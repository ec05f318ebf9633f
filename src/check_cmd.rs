//! Read-only checks: dataset files, resolved paths and the host system.

use crate::config::TrainerConfig;
use crate::core::SystemReport;
use crate::preflight::{self, DataFileReport};
use crate::report::console::{format_data_report, format_paths, format_system_report, print_lines};
use crate::runner::LineSink;
use crate::{TrainerError, TrainerResult};

/// Report on the trainer binary and the dataset.
///
/// Everything is printed before an error is returned, so one call shows
/// every problem at once.
pub fn files(config: &TrainerConfig, out: &mut dyn LineSink) -> TrainerResult<DataFileReport> {
    let exe = preflight::check_executable(&config.executable);
    match &exe {
        Ok(size) => out.emit(&format!(
            "Executable found: {} ({:.1} KB)",
            config.executable.display(),
            *size as f64 / 1024.0
        )),
        Err(_) => out.emit(&format!("Executable missing: {}", config.executable.display())),
    }

    let report = preflight::check_data_files(config);
    print_lines(&format_data_report(&report), out);

    exe?;
    report.require_complete()?;
    Ok(report)
}

pub fn paths(config: &TrainerConfig, out: &mut dyn LineSink) -> TrainerResult<()> {
    let cwd = std::env::current_dir().map_err(TrainerError::Io)?;
    print_lines(&format_paths(&config.data_dir, &config.executable, &cwd), out);
    Ok(())
}

pub fn system(config: &TrainerConfig, out: &mut dyn LineSink) -> SystemReport {
    let report = SystemReport::detect(&config.build);
    out.emit("System check:");
    print_lines(&format_system_report(&report), out);
    if !report.meets_requirements() {
        out.emit(&format!(
            "Warning: {} is not available; building will fail",
            config.build.compiler.display()
        ));
    }
    report
}

#[cfg(test)]
mod tests {
    use super::*;
    use crate::config::DATA_FILES;
    use crate::runner::VecSink;

    #[test]
    fn test_files_reports_everything_before_failing() {
        let dir = tempfile::tempdir().unwrap();
        let config = TrainerConfig::default()
            .with_data_dir(dir.path())
            .with_executable(dir.path().join("trainer"));
        let mut sink = VecSink::default();

        let err = files(&config, &mut sink).unwrap_err();
        assert!(matches!(err, TrainerError::MissingExecutable(_)));
        assert!(sink.lines[0].starts_with("Executable missing: "));
        assert!(sink.lines.contains(&"Missing data files:".to_string()));
    }

    #[test]
    fn test_files_all_present() {
        let dir = tempfile::tempdir().unwrap();
        for name in DATA_FILES {
            std::fs::write(dir.path().join(name), vec![0u8; 1024 * 1024]).unwrap();
        }
        std::fs::write(dir.path().join("trainer"), vec![0u8; 2048]).unwrap();
        let config = TrainerConfig::default()
            .with_data_dir(dir.path())
            .with_executable(dir.path().join("trainer"));
        let mut sink = VecSink::default();

        let report = files(&config, &mut sink).unwrap();
        assert_eq!(report.found.len(), 4);
        assert!(sink.lines[0].ends_with("trainer (2.0 KB)"));
        assert!(sink.lines.contains(&"  found train-images-idx3-ubyte (1.0 MB)".to_string()));
    }

    #[test]
    fn test_paths_lists_data_and_executable() {
        let config = TrainerConfig::default();
        let mut sink = VecSink::default();
        paths(&config, &mut sink).unwrap();
        assert_eq!(sink.lines[0], "File paths:");
        assert_eq!(sink.lines[1], "  Data: data/fashion-mnist");
        assert_eq!(sink.lines[2], "  Executable: FashionMNISTTransformer.exe");
    }
}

■ ■ ■ ■ ■

■ **TASK OBJECTIVE**: Copy each line of the data exactly, leaving nothing out.

■ **TASK ANSWER**:
repository ec05f318ebf9633f
filename src/check_cmd.rs
//! Read-only checks: dataset files, resolved paths and the host system.

use crate::config::TrainerConfig;
use crate::core::SystemReport;
use crate::preflight::{self, DataFileReport};
use crate::report::console::{format_data_report, format_paths, format_system_report, print_lines};
use crate::runner::LineSink;
use crate::{TrainerError, TrainerResult};

/// Report on the trainer binary and the dataset.
///
/// Everything is printed before an error is returned, so one call shows
/// every problem at once.
pub fn files(config: &TrainerConfig, out: &mut dyn LineSink) -> TrainerResult<DataFileReport> {
    let exe = preflight::check_executable(&config.executable);
    match &exe {
        Ok(size) => out.emit(&format!(
            "Executable found: {} ({:.1} KB)",
            config.executable.display(),
            *size as f64 / 1024.0
        )),
        Err(_) => out.emit(&format!("Executable missing: {}", config.executable.display())),
    }

    let report = preflight::check_data_files(config);
    print_lines(&format_data_report(&report), out);

    exe?;
    report.require_complete()?;
    Ok(report)
}

pub fn paths(config: &TrainerConfig, out: &mut dyn LineSink) -> TrainerResult<()> {
    let cwd = std::env::current_dir().map_err(TrainerError::Io)?;
    print_lines(&format_paths(&config.data_dir, &config.executable, &cwd), out);
    Ok(())
}

pub fn system(config: &TrainerConfig, out: &mut dyn LineSink) -> SystemReport {
    let report = SystemReport::detect(&config.build);
    out.emit("System check:");
    print_lines(&format_system_report(&report), out);
    if !report.meets_requirements() {
        out.emit(&format!(
            "Warning: {} is not available; building will fail",
            config.build.compiler.display()
        ));
    }
    report
}

#[cfg(test)]
mod tests {
    use super::*;
    use crate::config::DATA_FILES;
    use crate::runner::VecSink;

    #[test]
    fn test_files_reports_everything_before_failing() {
        let dir = tempfile::tempdir().unwrap();
        let config = TrainerConfig::default()
            .with_data_dir(dir.path())
            .with_executable(dir.path().join("trainer"));
        let mut sink = VecSink::default();

        let err = files(&config, &mut sink).unwrap_err();
        assert!(matches!(err, TrainerError::MissingExecutable(_)));
        assert!(sink.lines[0].starts_with("Executable missing: "));
        assert!(sink.lines.contains(&"Missing data files:".to_string()));
    }

    #[test]
    fn test_files_all_present() {
        let dir = tempfile::tempdir().unwrap();
        for name in DATA_FILES {
            std::fs::write(dir.path().join(name), vec![0u8; 1024 * 1024]).unwrap();
        }
        std::fs::write(dir.path().join("trainer"), vec![0u8; 2048]).unwrap();
        let config = TrainerConfig::default()
            .with_data_dir(dir.path())
            .with_executable(dir.path().join("trainer"));
        let mut sink = VecSink::default();

        let report = files(&config, &mut sink).unwrap();
        assert_eq!(report.found.len(), 4);
        assert!(sink.lines[0].ends_with("trainer (2.0 KB)"));
        assert!(sink.lines.contains(&"  found train-images-idx3-ubyte (1.0 MB)".to_string()));
    }

    #[test]
    fn test_paths_lists_data_and_executable() {
        let config = TrainerConfig::default();
        let mut sink = VecSink::default();
        paths(&config, &mut sink).unwrap();
        assert_eq!(sink.lines[0], "File paths:");
        assert_eq!(sink.lines[1], "  Data: data/fashion-mnist");
        assert_eq!(sink.lines[2], "  Executable: FashionMNISTTransformer.exe");
    }
}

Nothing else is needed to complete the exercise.